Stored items
:::
use core::ops;

use zeroize::Zeroize;

use super::{NttPolynomial, Polynomial};
use crate::{
    compress::CompressWidth,
    error::{check_len, Error},
    sample::Xof,
    POLYBYTES, SYMBYTES,
};

/// A vector of `K` polynomials in standard (coefficient) form.
#[derive(Clone, PartialEq, Eq)]
pub struct Vector<const K: usize> {
    pub(crate) polys: [Polynomial; K],
}

/// A vector of `K` polynomials in NTT domain.
#[derive(Clone, PartialEq, Eq)]
pub struct NttVector<const K: usize> {
    pub(crate) polys: [NttPolynomial; K],
}

impl<const K: usize> Vector<K> {
    #[inline]
    #[must_use]
    pub const fn zero() -> Self {
        Self {
            polys: [Polynomial::zero(); K],
        }
    }

    #[must_use]
    pub fn ntt(self) -> NttVector<K> {
        let polys = self.polys.map(Polynomial::ntt);
        NttVector { polys }
    }

    pub fn reduce(&mut self) {
        for p in &mut self.polys {
            p.reduce();
        }
    }

    /// Compress every polynomial to `D` bits, concatenated into `r`
    /// (`K * D::POLY_BYTES` bytes).
    pub fn compress<D: CompressWidth>(&self, r: &mut [u8]) -> Result<(), Error> {
        check_len(K * D::POLY_BYTES, r.len())?;
        for (p, out) in self.polys.iter().zip(r.chunks_exact_mut(D::POLY_BYTES)) {
            D::compress_poly(out, &p.0);
        }
        Ok(())
    }

    pub fn decompress<D: CompressWidth>(a: &[u8]) -> Result<Self, Error> {
        check_len(K * D::POLY_BYTES, a.len())?;
        let mut v = Self::zero();
        for (p, chunk) in v.polys.iter_mut().zip(a.chunks_exact(D::POLY_BYTES)) {
            D::decompress_poly(&mut p.0, chunk);
        }
        Ok(v)
    }

    #[must_use]
    pub const fn polys(&self) -> &[Polynomial; K] {
        &self.polys
    }

    #[must_use]
    pub fn polys_mut(&mut self) -> &mut [Polynomial; K] {
        &mut self.polys
    }
}

impl<const K: usize> NttVector<K> {
    #[inline]
    #[must_use]
    pub const fn zero() -> Self {
        Self {
            polys: [NttPolynomial::zero(); K],
        }
    }

    #[must_use]
    pub fn ntt_inverse(self) -> Vector<K> {
        let polys = self.polys.map(NttPolynomial::ntt_inverse);
        Vector { polys }
    }

    pub fn reduce(&mut self) {
        for p in &mut self.polys {
            p.reduce();
        }
    }

    /// `sum_i(self[i] ∘ other[i])` in NTT domain, unreduced.
    ///
    /// The first product initialises the accumulator, the rest are added.
    /// Sums stay inside `i16` for K <= 4 and feed straight into the inverse
    /// NTT or a Barrett pass.
    #[must_use]
    pub fn pointwise_acc(&self, other: &Self) -> NttPolynomial {
        let mut acc = NttPolynomial::zero();
        for (i, (a, b)) in self.polys.iter().zip(other.polys.iter()).enumerate() {
            if i == 0 {
                acc = a.basemul(b);
            } else {
                acc.basemul_acc(a, b);
            }
        }
        acc
    }

    /// Serialize to `K * 384` bytes (12-bit packing).
    pub fn to_bytes(&self, r: &mut [u8]) -> Result<(), Error> {
        check_len(K * POLYBYTES, r.len())?;
        for (p, out) in self.polys.iter().zip(r.chunks_exact_mut(POLYBYTES)) {
            out.copy_from_slice(&p.to_bytes());
        }
        Ok(())
    }

    pub fn from_bytes(a: &[u8]) -> Result<Self, Error> {
        check_len(K * POLYBYTES, a.len())?;
        let mut v = Self::zero();
        for (p, chunk) in v.polys.iter_mut().zip(a.chunks_exact(POLYBYTES)) {
            crate::encode::bytes_to_coeffs(&mut p.0, chunk);
        }
        Ok(v)
    }

    #[must_use]
    pub const fn polys(&self) -> &[NttPolynomial; K] {
        &self.polys
    }

    #[must_use]
    pub fn polys_mut(&mut self) -> &mut [NttPolynomial; K] {
        &mut self.polys
    }
}

/// K x K matrix of NTT-domain polynomials (public matrix A).
#[derive(Clone, PartialEq, Eq)]
pub struct NttMatrix<const K: usize> {
    pub(crate) rows: [NttVector<K>; K],
}

impl<const K: usize> NttMatrix<K> {
    #[inline]
    #[must_use]
    pub fn zero() -> Self {
        Self {
            rows: core::array::from_fn(|_| NttVector::zero()),
        }
    }

    /// Expand `seed` into `A` (or `Aᵀ` when `transposed`).
    ///
    /// Entry `(i, j)` is sampled from `XOF(seed ‖ j ‖ i)`, or from
    /// `XOF(seed ‖ i ‖ j)` when transposed, so the transposed matrix is the
    /// same set of polynomials with rows and columns swapped.
    pub fn generate<X: Xof + ?Sized>(
        xof: &X,
        seed: &[u8; SYMBYTES],
        transposed: bool,
    ) -> Result<Self, Error> {
        let mut m = Self::zero();
        for (i, row) in m.rows.iter_mut().enumerate() {
            for (j, entry) in row.polys.iter_mut().enumerate() {
                *entry = Self::entry(xof, seed, i as u8, j as u8, transposed)?;
            }
        }
        Ok(m)
    }

    /// A single entry of [`NttMatrix::generate`].
    pub fn entry<X: Xof + ?Sized>(
        xof: &X,
        seed: &[u8; SYMBYTES],
        row: u8,
        col: u8,
        transposed: bool,
    ) -> Result<NttPolynomial, Error> {
        if transposed {
            NttPolynomial::uniform(xof, seed, row, col)
        } else {
            NttPolynomial::uniform(xof, seed, col, row)
        }
    }

    /// `A * v` with Montgomery conversion on each result row.
    #[must_use]
    pub fn mul_vec_tomont(&self, v: &NttVector<K>) -> NttVector<K> {
        let mut result = self.mul_vec(v);
        for p in &mut result.polys {
            p.to_mont();
        }
        result
    }

    /// `A * v`, each row an unreduced [`NttVector::pointwise_acc`].
    #[must_use]
    pub fn mul_vec(&self, v: &NttVector<K>) -> NttVector<K> {
        let mut result = NttVector::zero();
        for (r_poly, a_row) in result.polys.iter_mut().zip(self.rows.iter()) {
            *r_poly = a_row.pointwise_acc(v);
        }
        result
    }

    #[must_use]
    pub const fn rows(&self) -> &[NttVector<K>; K] {
        &self.rows
    }
}

impl<'b, const K: usize> ops::Add<&'b Vector<K>> for &Vector<K> {
    type Output = Vector<K>;
    fn add(self, rhs: &'b Vector<K>) -> Vector<K> {
        let mut r = Vector::zero();
        for ((r, a), b) in r.polys.iter_mut().zip(&self.polys).zip(&rhs.polys) {
            *r = a + b;
        }
        r
    }
}

impl<const K: usize> ops::AddAssign<&Self> for Vector<K> {
    fn add_assign(&mut self, rhs: &Self) {
        for (a, b) in self.polys.iter_mut().zip(&rhs.polys) {
            *a += b;
        }
    }
}

impl<const K: usize> ops::AddAssign<&Self> for NttVector<K> {
    fn add_assign(&mut self, rhs: &Self) {
        for (a, b) in self.polys.iter_mut().zip(&rhs.polys) {
            *a += b;
        }
    }
}

impl<const K: usize> Default for Vector<K> {
    fn default() -> Self {
        Self::zero()
    }
}

impl<const K: usize> Default for NttVector<K> {
    fn default() -> Self {
        Self::zero()
    }
}

impl<const K: usize> Zeroize for Vector<K> {
    fn zeroize(&mut self) {
        for p in &mut self.polys {
            p.zeroize();
        }
    }
}

impl<const K: usize> Zeroize for NttVector<K> {
    fn zeroize(&mut self) {
        for p in &mut self.polys {
            p.zeroize();
        }
    }
}

impl<const K: usize> core::fmt::Debug for Vector<K> {
    fn fmt(&self, f: &mut core::fmt::Formatter<'_>) -> core::fmt::Result {
        f.debug_list().entries(self.polys.iter()).finish()
    }
}

impl<const K: usize> core::fmt::Debug for NttVector<K> {
    fn fmt(&self, f: &mut core::fmt::Formatter<'_>) -> core::fmt::Result {
        f.debug_list().entries(self.polys.iter()).finish()
    }
}

impl<const K: usize> core::fmt::Debug for NttMatrix<K> {
    fn fmt(&self, f: &mut core::fmt::Formatter<'_>) -> core::fmt::Result {
        f.debug_struct("NttMatrix").field("k", &K).finish_non_exhaustive()
    }
}

#[cfg(test)]
mod tests {
    use super::*;
    use crate::{compress::D10, sample::XofReader, N, Q, XOF_BLOCK_BYTES};

    /// Counter-mode stand-in for SHAKE-128, distinct per `(x, y)`.
    struct CounterXof;

    struct CounterReader {
        state: u32,
    }

    impl XofReader for CounterReader {
        fn squeeze_block(&mut self, block: &mut [u8; XOF_BLOCK_BYTES]) -> Result<(), Error> {
            for b in block.iter_mut() {
                self.state = self.state.wrapping_mul(1_103_515_245).wrapping_add(12_345);
                *b = (self.state >> 16) as u8;
            }
            Ok(())
        }
    }

    impl Xof for CounterXof {
        type Reader = CounterReader;

        fn absorb(&self, seed: &[u8; SYMBYTES], x: u8, y: u8) -> Result<CounterReader, Error> {
            let state = seed.iter().fold(0u32, |acc, &b| acc.rotate_left(5) ^ b as u32);
            Ok(CounterReader {
                state: state ^ ((x as u32) << 8) ^ ((y as u32) << 20),
            })
        }
    }

    #[test]
    fn tobytes_frombytes_roundtrip() {
        let mut v = NttVector::<3>::zero();
        for k in 0..3 {
            for i in 0..N {
                v.polys[k].0[i] = ((k * N + i) as i16 * 7) % Q;
            }
        }
        let mut buf = [0u8; 3 * POLYBYTES];
        v.to_bytes(&mut buf).expect("exact length");
        let v2 = NttVector::<3>::from_bytes(&buf).expect("exact length");
        assert_eq!(v, v2);
        assert!(NttVector::<3>::from_bytes(&buf[1..]).is_err());
    }

    #[test]
    fn add_zero_identity() {
        let mut v = Vector::<2>::zero();
        v.polys[0].0[0] = 42;
        v.polys[1].0[255] = 100;
        let zero = Vector::<2>::zero();
        let result = &v + &zero;
        assert_eq!(result, v);
    }

    #[test]
    fn compress_vector_concatenates_polys() {
        let mut v = Vector::<2>::zero();
        v.polys[1].0[0] = Q / 2;
        let mut buf = [0u8; 2 * 320];
        v.compress::<D10>(&mut buf).expect("exact length");
        assert!(buf[..320].iter().all(|&b| b == 0));
        assert!(buf[320..].iter().any(|&b| b != 0));
        let back = Vector::<2>::decompress::<D10>(&buf).expect("exact length");
        assert_eq!(back.polys[0], Polynomial::zero());
        assert!((back.polys[1].0[0] - Q / 2).abs() <= 2);
    }

    #[test]
    fn pointwise_acc_first_entry_initialises() {
        let a = NttVector::<1> {
            polys: [NttPolynomial::from([3i16; N])],
        };
        let b = NttVector::<1> {
            polys: [NttPolynomial::from([5i16; N])],
        };
        assert_eq!(a.pointwise_acc(&b), a.polys[0].basemul(&b.polys[0]));
    }

    #[test]
    fn transposed_matrix_swaps_indices() {
        let seed = [0x42u8; SYMBYTES];
        let a = NttMatrix::<3>::generate(&CounterXof, &seed, false).expect("matrix");
        let at = NttMatrix::<3>::generate(&CounterXof, &seed, true).expect("matrix");
        for i in 0..3 {
            for j in 0..3 {
                assert_eq!(a.rows[i].polys[j], at.rows[j].polys[i], "({i}, {j})");
            }
        }
        assert_ne!(a.rows[0].polys[1], a.rows[1].polys[0]);
    }

    #[test]
    fn matrix_entries_are_uniform_range() {
        let seed = [1u8; SYMBYTES];
        let a = NttMatrix::<2>::generate(&CounterXof, &seed, false).expect("matrix");
        for row in a.rows() {
            for p in row.polys() {
                assert!(p.coeffs().iter().all(|c| (0..Q).contains(c)));
            }
        }
    }
}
:::
▸ **ACTIVITY**
Up to and including the line with "standard (coefficient) form.", output every line of the records above exactly, starting from the first; output nothing else.

▸ **SOLUTION TO THE EXERCISE**
use core::ops;

use zeroize::Zeroize;

use super::{NttPolynomial, Polynomial};
use crate::{
    compress::CompressWidth,
    error::{check_len, Error},
    sample::Xof,
    POLYBYTES, SYMBYTES,
};

/// A vector of `K` polynomials in standard (coefficient) form.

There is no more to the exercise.